Exercise instructions: Given the entries that follow, write out exactly the lines starting at the one containing "impl fmt::Display for ModuleKind" and ending at the one containing "A module requested", both ends included, and only those.

Exercise data:
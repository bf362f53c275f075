//! Optional valkey modules
//!
//! Each module is configured under `[modules.<name>]` with a `current`
//! version and a table of buildable versions.

use serde::{Deserialize, Serialize};
use std::collections::BTreeMap;
use std::fmt;
use std::str::FromStr;

/// Version request that resolves to the module's `current` version
pub const LATEST: &str = "latest";

/// Modules kiln knows how to build
#[derive(Debug, Clone, Copy, PartialEq, Eq, PartialOrd, Ord, Hash, Serialize, Deserialize)]
#[serde(rename_all = "kebab-case")]
pub enum ModuleKind {
    /// Native JSON data type
    ValkeyJson,
    /// Vector similarity search
    ValkeySearch,
    /// Bloom filters
    ValkeyBloom,
}

impl ModuleKind {
    pub const ALL: [ModuleKind; 3] = [Self::ValkeyJson, Self::ValkeySearch, Self::ValkeyBloom];

    /// Name used in the build spec and on the command line
    pub fn name(&self) -> &'static str {
        match self {
            Self::ValkeyJson => "valkey-json",
            Self::ValkeySearch => "valkey-search",
            Self::ValkeyBloom => "valkey-bloom",
        }
    }

    /// Name used in image repositories and cache namespaces
    pub fn stem(&self) -> &'static str {
        match self {
            Self::ValkeyJson => "valkeyjson",
            Self::ValkeySearch => "valkeysearch",
            Self::ValkeyBloom => "valkeybloom",
        }
    }

    pub fn title(&self) -> &'static str {
        match self {
            Self::ValkeyJson => "ValkeyJSON",
            Self::ValkeySearch => "ValkeySearch",
            Self::ValkeyBloom => "ValkeyBloom",
        }
    }

    /// Shared library installed under `<prefix>/modules`
    pub fn library(&self) -> String {
        format!("{}.so", self.stem())
    }

    /// Shell script compiling the checked-out sources in `src_dir`
    pub fn compile_script(&self, src_dir: &str, build: &ModuleBuildConfig) -> String {
        let mut parts: Vec<String> = vec![format!("cd {}", src_dir)];
        let env_prefix = build
            .env
            .iter()
            .map(|e| format!("{} ", e))
            .collect::<String>();
        let flags = build
            .flags
            .iter()
            .map(|f| format!(" {}", f))
            .collect::<String>();

        match self {
            Self::ValkeyJson | Self::ValkeySearch => {
                parts.push("mkdir -p build".to_string());
                parts.push("cd build".to_string());
                parts.push(format!("{}cmake ..{}", env_prefix, flags));
                parts.push(format!("make -j{}", build.cpu));
            }
            Self::ValkeyBloom => {
                parts.push(format!(
                    "{}cargo build --release -j {}{}",
                    env_prefix, build.cpu, flags
                ));
            }
        }
        parts.join(" && ")
    }
}

impl fmt::Display for ModuleKind {
    fn fmt(&self, f: &mut fmt::Formatter<'_>) -> fmt::Result {
        write!(f, "{}", self.name())
    }
}

impl FromStr for ModuleKind {
    type Err = String;

    fn from_str(s: &str) -> Result<Self, Self::Err> {
        Self::ALL
            .into_iter()
            .find(|kind| kind.name() == s)
            .ok_or_else(|| {
                let known: Vec<&str> = Self::ALL.iter().map(|k| k.name()).collect();
                format!("unknown module '{}' (expected one of: {})", s, known.join(", "))
            })
    }
}

/// A module requested on the command line as `name[=version]`
#[derive(Debug, Clone, PartialEq, Eq)]
pub struct ModuleRef {
    pub kind: ModuleKind,
    /// Requested version, `latest` when omitted
    pub version: String,
}

impl ModuleRef {
    pub fn latest(kind: ModuleKind) -> Self {
        Self {
            kind,
            version: LATEST.to_string(),
        }
    }
}

impl fmt::Display for ModuleRef {
    fn fmt(&self, f: &mut fmt::Formatter<'_>) -> fmt::Result {
        write!(f, "{}={}", self.kind, self.version)
    }
}

impl FromStr for ModuleRef {
    type Err = String;

    fn from_str(s: &str) -> Result<Self, Self::Err> {
        let (name, version) = match s.split_once('=') {
            Some((name, version)) => (name.trim(), version.trim()),
            None => (s.trim(), ""),
        };
        let kind = name.parse()?;
        let version = if version.is_empty() { LATEST } else { version };
        Ok(Self {
            kind,
            version: version.to_string(),
        })
    }
}

/// `[modules.<name>]`
#[derive(Debug, Clone, Default, Serialize, Deserialize)]
pub struct ModuleConfig {
    /// Version used when `latest` (or nothing) is requested
    pub current: String,

    #[serde(default)]
    pub versions: BTreeMap<String, ModuleVersion>,
}

impl ModuleConfig {
    /// Look up a version, mapping `latest` and blank requests to `current`
    pub fn resolve(&self, requested: &str) -> Option<(&str, &ModuleVersion)> {
        let wanted = match requested.trim() {
            "" | LATEST => self.current.as_str(),
            other => other,
        };
        self.versions
            .get_key_value(wanted)
            .map(|(version, config)| (version.as_str(), config))
    }
}

/// `[modules.<name>.versions."<version>"]`
#[derive(Debug, Clone, Serialize, Deserialize)]
pub struct ModuleVersion {
    /// Git repository cloned at the version tag
    pub source_url: String,

    #[serde(default)]
    pub build: ModuleBuildConfig,

    #[serde(default)]
    pub runtime: ModuleRuntimeConfig,
}

/// Module compile settings
#[derive(Debug, Clone, Serialize, Deserialize)]
#[serde(default)]
pub struct ModuleBuildConfig {
    /// Packages needed to compile
    pub dependencies: Vec<String>,

    /// Extra build-tool flags
    pub flags: Vec<String>,

    /// `KEY=VALUE` assignments prefixed to the build command
    pub env: Vec<String>,

    /// Parallel build jobs
    pub cpu: u32,
}

impl Default for ModuleBuildConfig {
    fn default() -> Self {
        Self {
            dependencies: Vec::new(),
            flags: Vec::new(),
            env: Vec::new(),
            cpu: 4,
        }
    }
}

/// Packages a module needs inside the runtime image
#[derive(Debug, Clone, Default, Serialize, Deserialize)]
#[serde(default)]
pub struct ModuleRuntimeConfig {
    pub dependencies: Vec<String>,
}

#[cfg(test)]
mod tests {
    use super::*;

    fn module(toml: &str) -> ModuleConfig {
        toml::from_str(toml).unwrap()
    }

    #[test]
    fn module_kind_round_trips_names() {
        for kind in ModuleKind::ALL {
            assert_eq!(kind.name().parse::<ModuleKind>().unwrap(), kind);
        }
        let err = "valkey-graph".parse::<ModuleKind>().unwrap_err();
        assert!(err.contains("valkey-graph"));
        assert!(err.contains("valkey-json, valkey-search, valkey-bloom"));
    }

    #[test]
    fn module_ref_defaults_to_latest() {
        let parsed: ModuleRef = "valkey-bloom".parse().unwrap();
        assert_eq!(parsed, ModuleRef::latest(ModuleKind::ValkeyBloom));

        let pinned: ModuleRef = "valkey-json=1.0.0".parse().unwrap();
        assert_eq!(pinned.kind, ModuleKind::ValkeyJson);
        assert_eq!(pinned.version, "1.0.0");
        assert_eq!(pinned.to_string(), "valkey-json=1.0.0");

        let blank: ModuleRef = "valkey-search=".parse().unwrap();
        assert_eq!(blank.version, LATEST);

        assert!("json=1.0.0".parse::<ModuleRef>().is_err());
    }

    #[test]
    fn resolve_maps_latest_to_current() {
        let config = module(
            r#"
            current = "1.0.0"
            [versions."1.0.0"]
            source_url = "https://github.com/valkey-io/valkey-json.git"
            [versions."0.9.0"]
            source_url = "https://github.com/valkey-io/valkey-json.git"
            "#,
        );

        assert_eq!(config.resolve("latest").unwrap().0, "1.0.0");
        assert_eq!(config.resolve("").unwrap().0, "1.0.0");
        assert_eq!(config.resolve("0.9.0").unwrap().0, "0.9.0");
        assert!(config.resolve("2.0.0").is_none());
    }

    #[test]
    fn version_sections_get_defaults() {
        let config = module(
            r#"
            current = "1.0.0"
            [versions."1.0.0"]
            source_url = "u"
            "#,
        );
        let (_, version) = config.resolve(LATEST).unwrap();
        assert_eq!(version.build.cpu, 4);
        assert!(version.build.flags.is_empty());
        assert!(version.runtime.dependencies.is_empty());
    }

    #[test]
    fn cmake_modules_build_out_of_tree() {
        let build = ModuleBuildConfig {
            flags: vec!["-DCMAKE_BUILD_TYPE=Release".to_string()],
            env: vec!["CC=gcc-13".to_string(), "CXX=g++-13".to_string()],
            cpu: 8,
            ..Default::default()
        };
        assert_eq!(
            ModuleKind::ValkeySearch.compile_script("/tmp/valkeysearch-1.0.0", &build),
            "cd /tmp/valkeysearch-1.0.0 && mkdir -p build && cd build && \
             CC=gcc-13 CXX=g++-13 cmake .. -DCMAKE_BUILD_TYPE=Release && make -j8"
        );
    }

    #[test]
    fn bloom_builds_with_cargo() {
        let build = ModuleBuildConfig::default();
        assert_eq!(
            ModuleKind::ValkeyBloom.compile_script("/tmp/valkeybloom-1.0.0", &build),
            "cd /tmp/valkeybloom-1.0.0 && cargo build --release -j 4"
        );
        assert_eq!(ModuleKind::ValkeyBloom.library(), "valkeybloom.so");
    }
}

Answer to the problem:
impl fmt::Display for ModuleKind {
    fn fmt(&self, f: &mut fmt::Formatter<'_>) -> fmt::Result {
        write!(f, "{}", self.name())
    }
}

impl FromStr for ModuleKind {
    type Err = String;

    fn from_str(s: &str) -> Result<Self, Self::Err> {
        Self::ALL
            .into_iter()
            .find(|kind| kind.name() == s)
            .ok_or_else(|| {
                let known: Vec<&str> = Self::ALL.iter().map(|k| k.name()).collect();
                format!("unknown module '{}' (expected one of: {})", s, known.join(", "))
            })
    }
}

/// A module requested on the command line as `name[=version]`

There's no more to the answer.